# Do torts get lonely or bored?



## Spoonman (Apr 7, 2012)

When i go to uni am gone from home about 6-7 hrs and my tort is all alone.

Do they get lonely or bored?If they do,what do i do to keep her entertained when am gone?


----------



## Arizona Sulcata (Apr 7, 2012)

No they don't get lonely or bored. No worries!


----------



## Merlin M (Apr 7, 2012)

Well they can get bored, but that is more about their enclosure than you being there, they just need placed to dig, climb and explore and they will be happy and not bored!


----------



## HtVic (Apr 7, 2012)

check this one out than you will understand.....lol
[video=youtube]http://www.youtube.com/watch?v=r2bVNp7nSLE[/video]


----------



## Merlin M (Apr 7, 2012)

yes, that looks about right hehe!


----------



## Mareg (Apr 7, 2012)

They do get bored especially when DT are in an enclosed area. We built a large nice area with blocks, grass, shade cover, water etc....To protect him from the pool we put in. Mr.T my DT climbed out every day. Sometimes took him all day but he got out! Now I have given up and let him roam my backyard. he's happy


----------



## Madkins007 (Apr 7, 2012)

Animals of all kinds need stimulation. Keeping them in plain cages all the time results in poorly developed brains. They need things like toys, places to explore, puzzles to solve, different foods to try, and so on.

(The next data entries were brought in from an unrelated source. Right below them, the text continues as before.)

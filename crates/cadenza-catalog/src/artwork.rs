// SPDX-License-Identifier: GPL-3.0-or-later

//! Artwork URL templating and size selection.

use lazy_static::lazy_static;
use regex::{Captures, Regex};

/// Screen-size category used to pick an artwork edge length.
#[derive(Debug, Clone, Copy, PartialEq, Eq)]
pub enum ScreenSize {
    Xl,
    Lg,
    Md,
    Sm,
    Default,
}

impl ScreenSize {
    pub fn as_str(&self) -> &'static str {
        match self {
            Self::Xl => "xl",
            Self::Lg => "lg",
            Self::Md => "md",
            Self::Sm => "sm",
            Self::Default => "default",
        }
    }

    /// Labels are matched exactly; anything unrecognised is `Default`.
    pub fn from_label(label: &str) -> Self {
        match label {
            "xl" => Self::Xl,
            "lg" => Self::Lg,
            "md" => Self::Md,
            "sm" => Self::Sm,
            _ => Self::Default,
        }
    }

    /// Square artwork edge length in pixels.
    pub fn artwork_size(&self) -> u32 {
        match self {
            Self::Xl => 300,
            Self::Lg => 270,
            Self::Md => 240,
            Self::Sm => 210,
            Self::Default => 180,
        }
    }
}

/// Artwork edge length for a screen-size label (`xl`, `lg`, `md`, `sm`, or anything else).
pub fn artwork_size(screen_size: &str) -> u32 {
    ScreenSize::from_label(screen_size).artwork_size()
}

/// Substitute the `{w}` and `{h}` placeholders of an artwork URL template.
///
/// Placeholders match case-insensitively, so `{W}` and `{H}` are replaced too.
/// Any other text, including unknown `{..}` tokens, is left untouched. An empty
/// template yields an empty string.
///
/// ```
/// use cadenza_catalog::artwork_url;
///
/// assert_eq!(
///     artwork_url("https://is1.example/img/{w}x{h}bb.jpg", 300, 300),
///     "https://is1.example/img/300x300bb.jpg"
/// );
/// ```
pub fn artwork_url(template: &str, width: u32, height: u32) -> String {
    lazy_static! {
        static ref PLACEHOLDER_REGEX: Regex =
            Regex::new(r"(?i)\{(?P<axis>[wh])\}").expect("valid placeholder regex");
    }

    if template.is_empty() {
        return String::new();
    }

    PLACEHOLDER_REGEX
        .replace_all(template, |caps: &Captures<'_>| {
            if caps["axis"].eq_ignore_ascii_case("w") {
                width.to_string()
            } else {
                height.to_string()
            }
        })
        .into_owned()
}

/// Replace the last path segment of an artwork URL with `{width}x{height}bb.jpg`.
///
/// Everything up to and including the final `/` is kept. A URL without any `/`
/// is replaced entirely; an empty URL yields an empty string.
pub fn format_artwork_url(url: &str, width: u32, height: u32) -> String {
    if url.is_empty() {
        return String::new();
    }

    let prefix = url.rfind('/').map_or("", |idx| &url[..=idx]);
    format!("{prefix}{width}x{height}bb.jpg")
}
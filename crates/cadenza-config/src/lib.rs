// SPDX-License-Identifier: GPL-3.0-or-later
use std::path::Path;
use std::time::Duration;

use anyhow::Result;
use figment::{
    providers::{Env, Format, Serialized, Toml},
    Figment,
};
use serde::{Deserialize, Serialize};
use tracing::info;

#[derive(Debug, Clone, Serialize, Deserialize, PartialEq)]
pub struct CatalogConfig {
    pub base_url: String,
    pub timeout_secs: u64,
    pub storefront: String,
}

impl CatalogConfig {
    pub fn timeout(&self) -> Duration {
        Duration::from_secs(self.timeout_secs)
    }
}

impl Default for CatalogConfig {
    fn default() -> Self {
        Self {
            base_url: "http://127.0.0.1:3000".to_string(),
            timeout_secs: 30,
            storefront: "us".to_string(),
        }
    }
}

#[derive(Debug, Clone, Serialize, Deserialize, PartialEq)]
pub struct TelemetryConfig {
    pub log_level: String,
}

impl Default for TelemetryConfig {
    fn default() -> Self {
        Self {
            log_level: "info".to_string(),
        }
    }
}

#[derive(Debug, Clone, Serialize, Deserialize, Default, PartialEq)]
pub struct AppConfig {
    pub catalog: CatalogConfig,
    pub telemetry: TelemetryConfig,
}

/// Load configuration from defaults, optional TOML file, and environment overrides (prefix: CADENZA_).
pub fn load(config_path: Option<&Path>) -> Result<AppConfig> {
    let mut figment = Figment::from(Serialized::defaults(AppConfig::default()));

    if let Some(path) = config_path {
        figment = figment.merge(Toml::file(path));
    }

    figment = figment.merge(Env::prefixed("CADENZA_").split("__"));

    let config: AppConfig = figment.extract()?;
    info!(target: "config", base_url = %config.catalog.base_url, "configuration loaded");
    Ok(config)
}
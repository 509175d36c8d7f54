// SPDX-License-Identifier: GPL-3.0-or-later

use serde::{Deserialize, Deserializer, Serialize};
use serde_json::Value;

/// A catalog song resource, kept exactly as the backend sent it.
#[derive(Debug, Clone, Serialize, Deserialize, PartialEq)]
#[serde(transparent)]
pub struct Song(pub Value);

impl Song {
    /// Catalog ID, when the resource carries one.
    pub fn id(&self) -> Option<&str> {
        self.0.get("id").and_then(Value::as_str)
    }

    /// Resource type (e.g., "songs", "library-songs").
    pub fn kind(&self) -> Option<&str> {
        self.0.get("type").and_then(Value::as_str)
    }

    pub fn into_inner(self) -> Value {
        self.0
    }
}

/// Album or playlist resource that may embed its tracks.
#[derive(Debug, Clone, Serialize, Deserialize, PartialEq, Default)]
pub struct Collection {
    #[serde(default)]
    pub id: Option<String>,
    #[serde(rename = "type", default)]
    pub kind: Option<String>,
    #[serde(default)]
    pub relationships: Option<Relationships>,
}

#[derive(Debug, Clone, Serialize, Deserialize, PartialEq, Default)]
pub struct Relationships {
    #[serde(default)]
    pub tracks: Option<TrackRelationship>,
}

#[derive(Debug, Clone, Serialize, Deserialize, PartialEq, Default)]
pub struct TrackRelationship {
    #[serde(default, deserialize_with = "null_as_empty")]
    pub data: Vec<Song>,
}

fn null_as_empty<'de, D>(deserializer: D) -> Result<Vec<Song>, D::Error>
where
    D: Deserializer<'de>,
{
    Ok(Option::<Vec<Song>>::deserialize(deserializer)?.unwrap_or_default())
}

/// Tracks embedded in a collection, or an empty slice when the collection,
/// its relationships, or its track relationship is absent.
pub fn songs_from_collection(collection: Option<&Collection>) -> &[Song] {
    collection
        .and_then(|collection| collection.relationships.as_ref())
        .and_then(|relationships| relationships.tracks.as_ref())
        .map(|tracks| tracks.data.as_slice())
        .unwrap_or(&[])
}
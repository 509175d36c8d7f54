// SPDX-License-Identifier: GPL-3.0-or-later

use crate::error::{CatalogError, Result};
use crate::storefront::{StaticStorefront, StorefrontProvider};
use reqwest::Client;
use serde::de::DeserializeOwned;
use serde_json::Value;
use std::fmt;
use std::sync::Arc;
use std::time::Duration;
use tracing::{debug, instrument, trace};
use url::Url;

const DEFAULT_BASE_URL: &str = "http://127.0.0.1:3000";
const DEFAULT_STOREFRONT: &str = "us";
const USER_AGENT: &str = concat!("Cadenza/", env!("CARGO_PKG_VERSION"));

/// Read-only client for the catalog backend.
///
/// Every accessor issues a single GET and hands back the decoded JSON body as-is.
/// Nothing is cached or retried; errors reach the caller unchanged.
#[derive(Clone)]
pub struct CatalogClient {
    client: Client,
    base_url: Url,
    storefront: Arc<dyn StorefrontProvider>,
}

impl CatalogClient {
    /// Create a client for `base_url` that reads the region from `storefront`.
    pub fn new(base_url: &str, storefront: impl StorefrontProvider) -> Result<Self> {
        Self::builder()
            .base_url(base_url)
            .storefront(storefront)
            .build()
    }

    /// Create a client builder for custom configuration.
    pub fn builder() -> CatalogClientBuilder {
        CatalogClientBuilder::default()
    }

    pub fn base_url(&self) -> &Url {
        &self.base_url
    }

    /// Storefront that the next request will be scoped to.
    pub fn storefront(&self) -> String {
        self.storefront.storefront()
    }

    /// Artist artwork resolved by the backend from an iTunes artist page.
    ///
    /// # Example
    /// ```no_run
    /// # use cadenza_catalog::{CatalogClient, StaticStorefront};
    /// # async fn example() -> Result<(), Box<dyn std::error::Error>> {
    /// let client = CatalogClient::new("http://127.0.0.1:3000", StaticStorefront::new("us"))?;
    /// let artwork = client
    ///     .artist_artwork("https://music.apple.com/us/artist/657515", "657515", "300")
    ///     .await?;
    /// # Ok(())
    /// # }
    /// ```
    #[instrument(skip(self))]
    pub async fn artist_artwork(&self, url: &str, artist_id: &str, size: &str) -> Result<Value> {
        self.get(
            &["api", "catalog", "artists", "artwork"],
            &[("url", url), ("artistId", artist_id), ("size", size)],
        )
        .await
    }

    #[instrument(skip(self))]
    pub async fn artist_details(&self, url: &str, artist_id: &str, size: &str) -> Result<Value> {
        self.get(
            &["api", "catalog", "artists", "details"],
            &[("url", url), ("artistId", artist_id), ("size", size)],
        )
        .await
    }

    #[instrument(skip(self))]
    pub async fn curator_banner(&self, url: &str, curator_id: &str, size: &str) -> Result<Value> {
        self.get(
            &["api", "catalog", "curators", "banner"],
            &[("url", url), ("curatorId", curator_id), ("size", size)],
        )
        .await
    }

    #[instrument(skip(self))]
    pub async fn curators_by_genre(&self, genre_id: &str) -> Result<Value> {
        self.get(&["api", "catalog", "curators", "genre", genre_id], &[])
            .await
    }

    /// Extra album metadata scraped by the backend from the iTunes album page.
    #[instrument(skip(self))]
    pub async fn album_extra_info(&self, url: &str) -> Result<Value> {
        self.get(&["api", "catalog", "albums", "extraInfo"], &[("url", url)])
            .await
    }

    #[instrument(skip(self))]
    pub async fn grammy_results(&self) -> Result<Value> {
        let storefront = self.storefront();
        self.get(&["api", "grammyResults"], &[("storefront", storefront.as_str())])
            .await
    }

    #[instrument(skip(self))]
    pub async fn featured_playlists(&self) -> Result<Value> {
        let country = self.storefront();
        self.get(
            &["api", "catalog", "playlists", "featured", "all"],
            &[("country", country.as_str())],
        )
        .await
    }

    #[instrument(skip(self))]
    pub async fn main_featured_playlists(&self) -> Result<Value> {
        let country = self.storefront();
        self.get(
            &["api", "catalog", "playlists", "featured", "main"],
            &[("country", country.as_str())],
        )
        .await
    }

    #[instrument(skip(self))]
    pub async fn genre_data(&self, id: &str, limit: u32) -> Result<Value> {
        let limit = limit.to_string();
        let country = self.storefront();
        self.get(
            &["api", "catalog", "genres", id],
            &[("limit", limit.as_str()), ("country", country.as_str())],
        )
        .await
    }

    /// A single named sub-resource of a genre (e.g. `"playlists"`).
    #[instrument(skip(self))]
    pub async fn genre_resource(&self, id: &str, resource: &str) -> Result<Value> {
        let country = self.storefront();
        self.get(
            &["api", "catalog", "genres", id, resource],
            &[("country", country.as_str())],
        )
        .await
    }

    /// Browse playlists under an arbitrary path suffix, e.g. `"charts/top"`.
    ///
    /// Empty segments are dropped; `.` and `..` segments are rejected.
    #[instrument(skip(self))]
    pub async fn browse_playlists(&self, path: &str) -> Result<Value> {
        let mut segments = vec!["api", "catalog", "browse"];
        segments.extend(split_path(path));
        self.get(&segments, &[]).await
    }

    /// GET any backend path relative to the base URL and decode the body as `T`.
    pub async fn get_json<T: DeserializeOwned>(
        &self,
        path: &str,
        query: &[(&str, &str)],
    ) -> Result<T> {
        let segments: Vec<&str> = split_path(path).collect();
        self.get(&segments, query).await
    }

    fn endpoint(&self, segments: &[&str], query: &[(&str, &str)]) -> Result<Url> {
        if let Some(segment) = segments
            .iter()
            .find(|segment| matches!(**segment, "." | ".."))
        {
            return Err(CatalogError::InvalidPathSegment(segment.to_string()));
        }

        let mut url = self.base_url.clone();
        {
            let mut path = url
                .path_segments_mut()
                .map_err(|_| CatalogError::InvalidBaseUrl(self.base_url.to_string()))?;
            path.pop_if_empty().extend(segments);
        }

        if !query.is_empty() {
            url.query_pairs_mut().extend_pairs(query);
        }

        Ok(url)
    }

    async fn get<T: DeserializeOwned>(
        &self,
        segments: &[&str],
        query: &[(&str, &str)],
    ) -> Result<T> {
        let url = self.endpoint(segments, query)?;
        debug!(target: "catalog", url = %url, "GET");

        let response = self.client.get(url).send().await?;
        let status = response.status();
        debug!(target: "catalog", status = %status, "response status");

        let body = response.text().await?;
        trace!(target: "catalog", "response body: {}", body);

        if !status.is_success() {
            return Err(CatalogError::HttpStatus { status, body });
        }

        Ok(serde_json::from_str(&body)?)
    }
}

impl fmt::Debug for CatalogClient {
    fn fmt(&self, f: &mut fmt::Formatter<'_>) -> fmt::Result {
        f.debug_struct("CatalogClient")
            .field("base_url", &self.base_url.as_str())
            .field("storefront", &self.storefront.storefront())
            .finish()
    }
}

fn split_path(path: &str) -> impl Iterator<Item = &str> {
    path.split('/').filter(|segment| !segment.is_empty())
}

/// Builder for configuring a catalog client.
pub struct CatalogClientBuilder {
    base_url: String,
    timeout: Duration,
    storefront: Arc<dyn StorefrontProvider>,
}

impl Default for CatalogClientBuilder {
    fn default() -> Self {
        Self {
            base_url: DEFAULT_BASE_URL.to_string(),
            timeout: Duration::from_secs(30),
            storefront: Arc::new(StaticStorefront::new(DEFAULT_STOREFRONT)),
        }
    }
}

impl CatalogClientBuilder {
    /// Set the backend origin (useful for testing with mock servers).
    pub fn base_url(mut self, url: impl Into<String>) -> Self {
        self.base_url = url.into();
        self
    }

    /// Set the whole-request timeout (connect through body). Defaults to 30 seconds.
    pub fn timeout(mut self, timeout: Duration) -> Self {
        self.timeout = timeout;
        self
    }

    /// Set the storefront source for region-scoped endpoints.
    pub fn storefront(mut self, storefront: impl StorefrontProvider) -> Self {
        self.storefront = Arc::new(storefront);
        self
    }

    /// Build the catalog client.
    pub fn build(self) -> Result<CatalogClient> {
        let base_url = Url::parse(&self.base_url)
            .map_err(|e| CatalogError::InvalidBaseUrl(format!("{}: {}", self.base_url, e)))?;
        if base_url.cannot_be_a_base() {
            return Err(CatalogError::InvalidBaseUrl(self.base_url));
        }

        let client = Client::builder()
            .timeout(self.timeout)
            .user_agent(USER_AGENT)
            .build()?;

        Ok(CatalogClient {
            client,
            base_url,
            storefront: self.storefront,
        })
    }
}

With tortoises, this generally means things like...
- Lots of space. Crowding is a key issue in 'boredom'
- Choices of hiding spaces
- Hills to climb and/or caves to explore
- Plants to hide under, nibble on
- Foods 'hidden' in odd places 
- Live foods to graze on
- Odd occasional treats
- A big enough water dish it can soak in
- Some torts like toys to play with, like a ball to knock around


----------



## JoesMum (Apr 7, 2012)

They don't get lonely like you or I do. Most species are solitary in the wild and intolerant of other torts.

I think there is potential for 'boredom' which is where landscaping your enclosure with hidey holes, climbing rocks/logs and edible plants gives them a more rewarding life.

Also, don't put food and water in the same place all the time... let them go look for it!


----------



## ascott (Apr 7, 2012)

I don't believe your tort realizes you leave for work and will be gone for several hours....the term lonely does not apply the same for tortoise as does with other animals...they ideally seek out the best food spots...watering hole...shelter and areas to exercise....places to move about freely offers up mental stimulation and exercise...which is a positive thing....they will not be standing tapping their toes hands on hips waiting for their person...now they will begin to associate you with rituals that involve routine....as they do appear to thrive within a routine of some sort...

So your little solo tort will be just fine


----------